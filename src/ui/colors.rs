//! 24-bit RGB color theme for terminal output.

use owo_colors::{OwoColorize, Rgb};

/// Color palette used by panels, warnings and spinners.
#[derive(Debug, Clone, Copy, PartialEq, Eq)]
pub struct Theme {
    /// Success state color - green (34, 197, 94)
    pub success: Rgb,
    /// Error state color - red (239, 68, 68)
    pub error: Rgb,
    /// Warning state color - yellow (234, 179, 8)
    pub warning: Rgb,
    /// Informational color - blue (59, 130, 246)
    pub info: Rgb,
    /// Muted/secondary text color - gray (107, 114, 128)
    pub muted: Rgb,
    /// Highlight for paths and names - cyan (34, 211, 238)
    pub accent: Rgb,
    /// When false every `paint` call returns the text unchanged.
    pub enabled: bool,
}

impl Default for Theme {
    fn default() -> Self {
        Self {
            success: Rgb(34, 197, 94),
            error: Rgb(239, 68, 68),
            warning: Rgb(234, 179, 8),
            info: Rgb(59, 130, 246),
            muted: Rgb(107, 114, 128),
            accent: Rgb(34, 211, 238),
            enabled: true,
        }
    }
}

impl Theme {
    /// Theme with colors on unless `NO_COLOR` is set.
    pub fn detect() -> Self {
        Self::default().with_colors(std::env::var_os("NO_COLOR").is_none())
    }

    /// Theme that never emits escape codes.
    pub fn plain() -> Self {
        Self::default().with_colors(false)
    }

    pub fn with_colors(mut self, enabled: bool) -> Self {
        self.enabled = enabled;
        self
    }

    pub fn paint(&self, text: &str, color: Rgb) -> String {
        if self.enabled {
            text.color(color).to_string()
        } else {
            text.to_string()
        }
    }

    pub fn paint_bold(&self, text: &str, color: Rgb) -> String {
        if self.enabled {
            text.color(color).bold().to_string()
        } else {
            text.to_string()
        }
    }
}
//! The typed failure carried across module boundaries.

use std::collections::BTreeMap;

use chrono::{DateTime, Utc};
use serde::Serialize;
use serde_json::Value;

use super::ErrorKind;

/// A classified failure with contextual detail.
///
/// Fields are private: once built, a `DomainError` is read-only for the
/// logger and the recovery coordinator. Details can only be attached while
/// constructing it through the consuming `with_*` methods.
#[derive(Debug, Clone, PartialEq, Serialize, thiserror::Error)]
#[error("{message}")]
pub struct DomainError {
    kind: ErrorKind,
    message: String,
    details: BTreeMap<String, Value>,
    timestamp: DateTime<Utc>,
}

impl DomainError {
    /// Creates a new error stamped with the current time.
    pub fn new(kind: ErrorKind, message: impl Into<String>) -> Self {
        Self {
            kind,
            message: message.into(),
            details: BTreeMap::new(),
            timestamp: Utc::now(),
        }
    }

    /// Attaches a detail value.
    pub fn with_detail(mut self, key: impl Into<String>, value: impl Into<Value>) -> Self {
        self.details.insert(key.into(), value.into());
        self
    }

    /// The failure kind.
    pub fn kind(&self) -> ErrorKind {
        self.kind
    }

    /// Human-readable message.
    pub fn message(&self) -> &str {
        &self.message
    }

    /// Structured details, sorted by key.
    pub fn details(&self) -> &BTreeMap<String, Value> {
        &self.details
    }

    /// When the error was created.
    pub fn timestamp(&self) -> DateTime<Utc> {
        self.timestamp
    }
}

impl From<ErrorKind> for DomainError {
    fn from(kind: ErrorKind) -> Self {
        let descriptor = super::describe(kind);
        DomainError::new(kind, descriptor.message)
    }
}

/// Result alias for operations that fail with a [`DomainError`].
pub type DomainResult<T> = Result<T, DomainError>;

#[cfg(test)]
mod tests {
    use super::*;

    #[test]
    fn test_new_domain_error() {
        let error = DomainError::new(ErrorKind::NodeNotFound, "node missing");
        assert_eq!(error.kind(), ErrorKind::NodeNotFound);
        assert_eq!(error.message(), "node missing");
        assert!(error.details().is_empty());
        assert_eq!(error.to_string(), "node missing");
    }

    #[test]
    fn test_details_are_attached_at_construction() {
        let error = DomainError::new(ErrorKind::DependencyVersionMismatch, "node too old")
            .with_detail("tool", "node")
            .with_detail("found", "16.20.0")
            .with_detail("required", "18.0.0");

        assert_eq!(error.details().len(), 3);
        assert_eq!(error.details().get("tool"), Some(&Value::from("node")));
    }

    #[test]
    fn test_from_kind_uses_descriptor_message() {
        let error = DomainError::from(ErrorKind::DiskFull);
        assert_eq!(error.message(), "No space left on device");
    }

    #[test]
    fn test_serializes_kind_code() {
        let error = DomainError::new(ErrorKind::PortInUse, "port 8000 busy").with_detail("port", 8000);
        let json = serde_json::to_value(&error).unwrap();
        assert_eq!(json["kind"], "port_in_use");
        assert_eq!(json["details"]["port"], 8000);
    }
}
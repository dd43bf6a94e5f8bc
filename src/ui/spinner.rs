//! Spinner shown while long-running steps such as tool probes execute.

use std::io::IsTerminal;
use std::time::Duration;

use indicatif::{ProgressBar, ProgressStyle};

use crate::ui::colors::Theme;

/// Braille spinner frames.
const FRAMES: &[&str] = &["⠋", "⠙", "⠹", "⠸", "⠼", "⠴", "⠦", "⠧", "⠇", "⠏"];

/// A spinner that draws to stderr, or nothing when hidden.
#[derive(Debug, Clone)]
pub struct StepSpinner {
    progress_bar: ProgressBar,
    theme: Theme,
}

impl StepSpinner {
    /// Starts a spinner unless `quiet` is set or stderr is not a terminal.
    pub fn start(message: impl Into<String>, theme: Theme, quiet: bool) -> Self {
        let visible = !quiet && std::io::stderr().is_terminal();
        let progress_bar = if visible {
            let pb = ProgressBar::new_spinner();
            pb.set_style(Self::create_style(&theme));
            pb.enable_steady_tick(Duration::from_millis(80));
            pb
        } else {
            ProgressBar::hidden()
        };
        progress_bar.set_message(message.into());
        Self {
            progress_bar,
            theme,
        }
    }

    fn create_style(theme: &Theme) -> ProgressStyle {
        let template = if theme.enabled {
            let rgb = theme.info;
            format!("{{spinner:.color({},{},{})}} {{msg}}", rgb.0, rgb.1, rgb.2)
        } else {
            "{spinner} {msg}".to_string()
        };
        let mut ticks: Vec<&str> = FRAMES.to_vec();
        // Final frame shown once finished.
        ticks.push("✓");
        ProgressStyle::with_template(&template)
            .unwrap_or_else(|_| ProgressStyle::default_spinner())
            .tick_strings(&ticks)
    }

    pub fn finish_with_success(&self, message: impl Into<String>) {
        let styled = format!("{} {}", self.theme.paint("✓", self.theme.success), message.into());
        self.progress_bar.finish_with_message(styled);
    }

    pub fn finish_with_error(&self, message: impl Into<String>) {
        let styled = format!("{} {}", self.theme.paint("✗", self.theme.error), message.into());
        self.progress_bar.finish_with_message(styled);
    }

    pub fn finish_and_clear(&self) {
        self.progress_bar.finish_and_clear();
    }
}

#[cfg(test)]
mod tests {
    use super::*;

    #[test]
    fn test_quiet_spinner_is_hidden() {
        let spinner = StepSpinner::start("probing", Theme::plain(), true);
        assert!(spinner.progress_bar.is_hidden());
        spinner.finish_with_success("done");
    }
}
//! Error reporting and recovery decisions.
//!
//! [`RecoveryCoordinator`] is the single place where errors are shown to the
//! user. Its per-run state lives in an explicit [`RecoveryContext`] that the
//! caller creates once per invocation.

mod context;
mod coordinator;
mod outcome;

pub use context::{ErrorContext, RecoveryContext, DEFAULT_CONTEXT_KEY};
pub use coordinator::{
    find_domain_error, ErrorReport, RecoveryCoordinator, DEFAULT_MAX_ATTEMPTS, ERROR_REPORT_FILE,
};
pub use outcome::{RecoveryOption, RecoveryOutcome};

● TASK ITEM: In the entries above, restate word for word the lines between the one holding "pub type DomainResult<T>" and the one holding "assert!(error.details().is_empty());", inclusive, and nothing besides.

● TASK RESPONSE:
pub type DomainResult<T> = Result<T, DomainError>;

#[cfg(test)]
mod tests {
    use super::*;

    #[test]
    fn test_new_domain_error() {
        let error = DomainError::new(ErrorKind::NodeNotFound, "node missing");
        assert_eq!(error.kind(), ErrorKind::NodeNotFound);
        assert_eq!(error.message(), "node missing");
        assert!(error.details().is_empty());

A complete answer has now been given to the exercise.